Contrariamente a estes resultados, aumentou o número de crianças que se deslocavam de automóvel para a escola em 2016 (76, 6 %) comparativamente a 2008 (57,2 %). As atividades sedentárias foram também reportadas em maior proporção em 2016 do que em 2008, principalmente no uso de computador para jogos eletrónicos, de uma a duas horas por dia, tanto durante a semana (75,5 % vs 12,2 %), como ao fim de semana (54 % vs 36 %).

No que diz respeito ao ambiente escolar, em 2016, os alimentos mais disponibilizados no recinto escolar, além da água (85 %), foram o leite simples e/ou iogurte (74,1 %) e fruta fresca (66,5 %), verificando-se que esta oferta diminui relativamente ao leite simples (2008: 91,8 %), mas aumentou relativamente à fruta escolar (2008: 33,3 %).

Para este estudo foram propostas 8.412 crianças do ensino básico, tendo sido avaliadas 6.745 crianças (50,4 % do sexo feminino), entre os 6 e os 8 anos de idade, de 230 escolas do 1.o ciclo.

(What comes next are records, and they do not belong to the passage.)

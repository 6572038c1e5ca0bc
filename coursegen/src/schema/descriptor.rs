//! Declared output shapes.

use serde::{Deserialize, Serialize};

/// The structural shape a stage output must have.
#[derive(Debug, Clone, PartialEq, Eq, Serialize, Deserialize)]
#[serde(tag = "type", rename_all = "snake_case")]
pub enum SchemaDescriptor {
    /// A JSON object. Fields not listed are allowed and ignored.
    Object {
        /// Declared fields.
        fields: Vec<FieldSchema>,
    },
    /// A JSON array whose items all match `items`.
    Array {
        /// Item schema.
        items: Box<SchemaDescriptor>,
        /// Minimum number of items.
        #[serde(default, skip_serializing_if = "Option::is_none")]
        min_items: Option<usize>,
    },
    /// A JSON string.
    String,
    /// An integer-typed JSON number. `2.0` does not qualify.
    Integer,
    /// A non-negative integer that fits in 32 bits, such as an order value.
    Unsigned,
    /// Any JSON number.
    Number,
    /// A JSON boolean.
    Boolean,
    /// A JSON string drawn from a fixed set.
    Enum {
        /// Allowed values.
        values: Vec<String>,
    },
    /// Anything, including null.
    Any,
}

/// One field of an object schema.
#[derive(Debug, Clone, PartialEq, Eq, Serialize, Deserialize)]
pub struct FieldSchema {
    /// Field name.
    pub name: String,
    /// Field shape.
    pub schema: SchemaDescriptor,
    /// Whether the field must be present and non-null.
    #[serde(default = "default_required")]
    pub required: bool,
}

fn default_required() -> bool {
    true
}

impl FieldSchema {
    /// A field that must be present.
    #[must_use]
    pub fn required(name: impl Into<String>, schema: SchemaDescriptor) -> Self {
        Self {
            name: name.into(),
            schema,
            required: true,
        }
    }

    /// A field that may be absent or null.
    #[must_use]
    pub fn optional(name: impl Into<String>, schema: SchemaDescriptor) -> Self {
        Self {
            name: name.into(),
            schema,
            required: false,
        }
    }
}

impl SchemaDescriptor {
    /// An object with the given fields.
    #[must_use]
    pub fn object(fields: impl IntoIterator<Item = FieldSchema>) -> Self {
        Self::Object {
            fields: fields.into_iter().collect(),
        }
    }

    /// An array of `items`.
    #[must_use]
    pub fn array(items: Self) -> Self {
        Self::Array {
            items: Box::new(items),
            min_items: None,
        }
    }

    /// An array of at least `min` `items`.
    #[must_use]
    pub fn array_min(items: Self, min: usize) -> Self {
        Self::Array {
            items: Box::new(items),
            min_items: Some(min),
        }
    }

    /// A string enum.
    #[must_use]
    pub fn enumeration<I, S>(values: I) -> Self
    where
        I: IntoIterator<Item = S>,
        S: Into<String>,
    {
        Self::Enum {
            values: values.into_iter().map(Into::into).collect(),
        }
    }

    /// Name of the expected JSON type, used in mismatch messages.
    #[must_use]
    pub fn type_name(&self) -> &'static str {
        match self {
            Self::Object { .. } => "object",
            Self::Array { .. } => "array",
            Self::String | Self::Enum { .. } => "string",
            Self::Integer => "integer",
            Self::Unsigned => "unsigned integer",
            Self::Number => "number",
            Self::Boolean => "boolean",
            Self::Any => "any",
        }
    }

    /// Renders the descriptor as a JSON Schema document for model providers
    /// that accept structured-output constraints.
    #[must_use]
    pub fn to_json_schema(&self) -> serde_json::Value {
        use serde_json::{json, Map, Value};

        match self {
            Self::Object { fields } => {
                let mut properties = Map::new();
                let mut required = Vec::new();
                for field in fields {
                    properties.insert(field.name.clone(), field.schema.to_json_schema());
                    if field.required {
                        required.push(Value::String(field.name.clone()));
                    }
                }
                json!({ "type": "object", "properties": properties, "required": required })
            }
            Self::Array { items, min_items } => {
                let mut schema = json!({ "type": "array", "items": items.to_json_schema() });
                if let Some(min) = min_items {
                    schema["minItems"] = json!(min);
                }
                schema
            }
            Self::Enum { values } => json!({ "type": "string", "enum": values }),
            Self::Unsigned => json!({ "type": "integer", "minimum": 0, "maximum": u32::MAX }),
            Self::Any => json!({}),
            other => json!({ "type": other.type_name() }),
        }
    }
}

#[cfg(test)]
mod tests {
    use super::*;
    use serde_json::json;

    #[test]
    fn test_descriptor_serde() {
        let schema = SchemaDescriptor::object([
            FieldSchema::required("title", SchemaDescriptor::String),
            FieldSchema::optional("tags", SchemaDescriptor::array(SchemaDescriptor::String)),
        ]);

        let json = serde_json::to_value(&schema).unwrap();
        assert_eq!(json["type"], "object");
        assert_eq!(json["fields"][0]["name"], "title");

        let back: SchemaDescriptor = serde_json::from_value(json).unwrap();
        assert_eq!(back, schema);
    }

    #[test]
    fn test_required_defaults_to_true() {
        let field: FieldSchema =
            serde_json::from_value(json!({"name": "order", "schema": {"type": "integer"}})).unwrap();
        assert!(field.required);
    }

    #[test]
    fn test_to_json_schema() {
        let schema = SchemaDescriptor::object([
            FieldSchema::required("kind", SchemaDescriptor::enumeration(["quiz", "essay"])),
            FieldSchema::optional("items", SchemaDescriptor::array_min(SchemaDescriptor::Integer, 1)),
        ]);

        let rendered = schema.to_json_schema();
        assert_eq!(rendered["required"], json!(["kind"]));
        assert_eq!(rendered["properties"]["kind"]["enum"], json!(["quiz", "essay"]));
        assert_eq!(rendered["properties"]["items"]["minItems"], json!(1));
        assert_eq!(rendered["properties"]["items"]["items"]["type"], "integer");

        let order = SchemaDescriptor::Unsigned.to_json_schema();
        assert_eq!(order, json!({ "type": "integer", "minimum": 0, "maximum": 4_294_967_295_u32 }));
    }
}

O COSI Portugal está integrado no sistema europeu de vigilância nutricional infantil, no qual participam 40 países da região europeia da OMS, e constitui o estudo, por excelência, que providencia dados de prevalência de baixo peso, excesso de peso e obesidade de crianças portuguesas dos 6 aos 8 anos. O COSI visa criar uma rede sistemática de recolha, análise, interpretação e divulgação de informação descritiva sobre as características do estado nutricional infantil de crianças dos 6 aos 8 anos, que se traduz num sistema de vigilância que produz dados comparáveis entre países da Europa e que permite a monitorização da obesidade infantil a cada dois/três anos.